Eine Veröffentlichung, die in gewisser Weise symptomatisch für die Schattenseite des Record Store Day zu sehen ist: Dave Grohl ist zwar der offizielle Patron des Vinyl-Feiertages im Jahr 2015 – ein Exemplar der gefühltermaßen dazugehörigen Veröffentlichung seiner Foo Fighters zu ergattern wird aber angesichts der bescheidenen Verfügbarkeit zu einem teuren Spießrutenlauf auf Ebay und Co. – dabei wäre eine breitere Zugänglichkeit der 10″ gerade in diesem Fall durchaus als symbolische Geste gegen den weitreichenden Abzocker-Beigeschmack des Record Store Day willkommen gewesen.

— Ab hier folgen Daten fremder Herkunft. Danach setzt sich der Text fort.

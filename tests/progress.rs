//! Integration tests for plan and progress persistence through JSON files

use correlativas::core::library::Upsert;
use correlativas::core::models::{Curriculum, RawCourse, Term};
use correlativas::{CompletedSet, CurriculumError, JsonFileStore, PlanLibrary, Planner, Repository};
use std::fs;
use std::path::{Path, PathBuf};
use tempfile::TempDir;

const PLAN: &str = "Licenciatura en Ciencias de Datos";

fn stores(dir: &TempDir) -> (PathBuf, PathBuf) {
    (
        dir.path().join("plans.json"),
        dir.path().join("state").join("progress.json"),
    )
}

fn open(plans: &Path, progress: &Path) -> Planner<JsonFileStore, JsonFileStore> {
    Planner::open(JsonFileStore::new(plans), JsonFileStore::new(progress))
        .expect("Failed to open planner")
}

#[test]
fn test_first_run_uses_defaults_without_writing() {
    let dir = TempDir::new().expect("Failed to create temp dir");
    let (plans, progress) = stores(&dir);

    let planner = open(&plans, &progress);
    assert_eq!(planner.library().names()[0], PLAN);
    assert!(!plans.exists());
    assert!(!progress.exists());
}

#[test]
fn test_check_persists_and_reloads() {
    let dir = TempDir::new().expect("Failed to create temp dir");
    let (plans, progress) = stores(&dir);

    let mut planner = open(&plans, &progress);
    let saved = planner
        .on_course_done_changed(PLAN, "Análisis Matemático A", true)
        .expect("Failed to check course");
    assert_eq!(saved.for_curriculum(PLAN), ["y1-m1".to_string()]);

    let on_disk: serde_json::Value =
        serde_json::from_str(&fs::read_to_string(&progress).expect("progress written"))
            .expect("progress is JSON");
    assert_eq!(on_disk, serde_json::json!({ "Licenciatura en Ciencias de Datos": ["y1-m1"] }));

    let reopened = open(&plans, &progress);
    let graph = reopened.graph(PLAN).expect("plan exists");
    assert!(graph.course("y1-m1").expect("course exists").done);
}

#[test]
fn test_completing_a_year_unlocks_courses_requiring_it() {
    let dir = TempDir::new().expect("Failed to create temp dir");
    let (plans, progress) = stores(&dir);
    let mut planner = open(&plans, &progress);

    let graph = planner.graph(PLAN).expect("plan exists");
    let analisis = graph.find_course("Análisis I").expect("course exists").id.clone();
    assert!(!graph.course(&analisis).expect("course exists").enabled);

    let cbc: Vec<String> = graph
        .filter_by_year("CBC")
        .into_iter()
        .map(|c| c.id.clone())
        .collect();
    for id in &cbc {
        planner
            .on_course_done_changed(PLAN, id, true)
            .expect("Failed to check course");
    }

    let graph = planner.graph(PLAN).expect("plan exists");
    assert!(graph.course(&analisis).expect("course exists").enabled);
    assert_eq!(planner.completed().for_curriculum(PLAN).len(), cbc.len());

    // unchecking one CBC course locks it again
    planner
        .on_course_done_changed(PLAN, &cbc[0], false)
        .expect("Failed to uncheck course");
    let graph = planner.graph(PLAN).expect("plan exists");
    assert!(!graph.course(&analisis).expect("course exists").enabled);
}

#[test]
fn test_unknown_course_leaves_progress_file_untouched() {
    let dir = TempDir::new().expect("Failed to create temp dir");
    let (plans, progress) = stores(&dir);
    let mut planner = open(&plans, &progress);

    let result = planner.on_course_done_changed(PLAN, "Astrología", true);
    assert!(matches!(result, Err(CurriculumError::UnknownCourse(_))));
    assert!(!progress.exists());
}

#[test]
fn test_import_export_round_trip_through_files() {
    let dir = TempDir::new().expect("Failed to create temp dir");
    let (plans, progress) = stores(&dir);
    let mut planner = open(&plans, &progress);

    let custom = Curriculum::new("Ingeniería")
        .with_year(
            "Primer año",
            vec![
                RawCourse::new("Física I", Term::FirstHalf),
                RawCourse::new("Física II", Term::SecondHalf).requiring("Física I"),
            ],
        )
        .with_year("Segundo año", vec![RawCourse::new("Proyecto", Term::FullYear).requiring("Primer año")]);

    let outcome = planner
        .import_json(&custom.to_json().expect("serializes"))
        .expect("Failed to import");
    assert_eq!(outcome, Upsert::Added);

    let reopened = open(&plans, &progress);
    let exported = reopened.export_json("Ingeniería").expect("plan exists");
    assert_eq!(Curriculum::from_json(&exported).expect("parses"), custom);

    let graph = reopened.graph("Ingeniería").expect("plan exists");
    assert_eq!(graph.edges().len(), 3);
}

#[test]
fn test_malformed_import_rejected() {
    let dir = TempDir::new().expect("Failed to create temp dir");
    let (plans, progress) = stores(&dir);
    let mut planner = open(&plans, &progress);

    let bad_term = r#"{"name":"X","plan":{"Primer año":[{"label":"A","cuatrimestre":7}]}}"#;
    assert!(matches!(
        planner.import_json(bad_term),
        Err(CurriculumError::InvalidImport(_))
    ));
    assert!(matches!(
        planner.import_json("not json"),
        Err(CurriculumError::InvalidImport(_))
    ));
    assert!(!plans.exists());
}

#[test]
fn test_reset_plans_writes_defaults() {
    let dir = TempDir::new().expect("Failed to create temp dir");
    let (plans, progress) = stores(&dir);
    let mut planner = open(&plans, &progress);

    planner
        .import_json(&Curriculum::new("Temporal").to_json().expect("serializes"))
        .expect("Failed to import");
    planner.reset_plans().expect("Failed to reset");

    let stored: Option<PlanLibrary> = JsonFileStore::new(&plans).load().expect("readable");
    assert_eq!(stored, Some(PlanLibrary::defaults().expect("defaults parse")));
}

#[test]
fn test_corrupt_progress_file_is_an_error() {
    let dir = TempDir::new().expect("Failed to create temp dir");
    let (plans, progress) = stores(&dir);
    fs::create_dir_all(progress.parent().expect("has parent")).expect("mkdir");
    fs::write(&progress, "{ not json").expect("write");

    let result = Planner::open(JsonFileStore::new(&plans), JsonFileStore::new(&progress));
    assert!(matches!(result, Err(CurriculumError::Json(_))));

    let store = JsonFileStore::new(&progress);
    let loaded: correlativas::Result<Option<CompletedSet>> = store.load();
    assert!(loaded.is_err());
}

Letztendlich ist ‚Songs from the Laundry Room‚ ohnedies eine klassische Veröffentlichung aus dem gegebenen Anlass: kaum essentiell, aber im Grunde eine nette Angelegenheit für Fans – vor allem für jene der Frühphase der Band. Entstanden ist ‚Songs from the Laundry Room‚ im Zeitraum zwischen 1991 und 1993 in Barrett Jones’ Studio in Seattle (daher auch der Name) und versammelt neben zwei rauen, aber nicht unbedingt druckvollen Demos des Foo Fighters-Debüts (‚Alone + Easy Target‚ sowie ‚Big Me‚) den bereits in der letztjährigen HBO-Serie auftauchenden, bisher aber unveröffentlichten Sprinter ‚Empty Handed‚ (der in seinen 108 Sekunden mehr Punk ist als alles, was die Foo Fighters für das lahme ‚Sonic Highways‚ in Washington D.C. aufgenommen haben) sowie eine mit bierseligem Gesang ambitioniert überschwänglich rausgedroschene Version des Kim Wilde Songs ‚Kids in America‚ – die man zur Feier des Tages auch gerne nochmal zelebriert. Zumindest wer sich für die zahlreichen Varianten des letzten Studioalbums die Münzen aus der Tasche hat ziehen lassen wird um diese durchaus nette Veröffentlichung nicht herumkommen.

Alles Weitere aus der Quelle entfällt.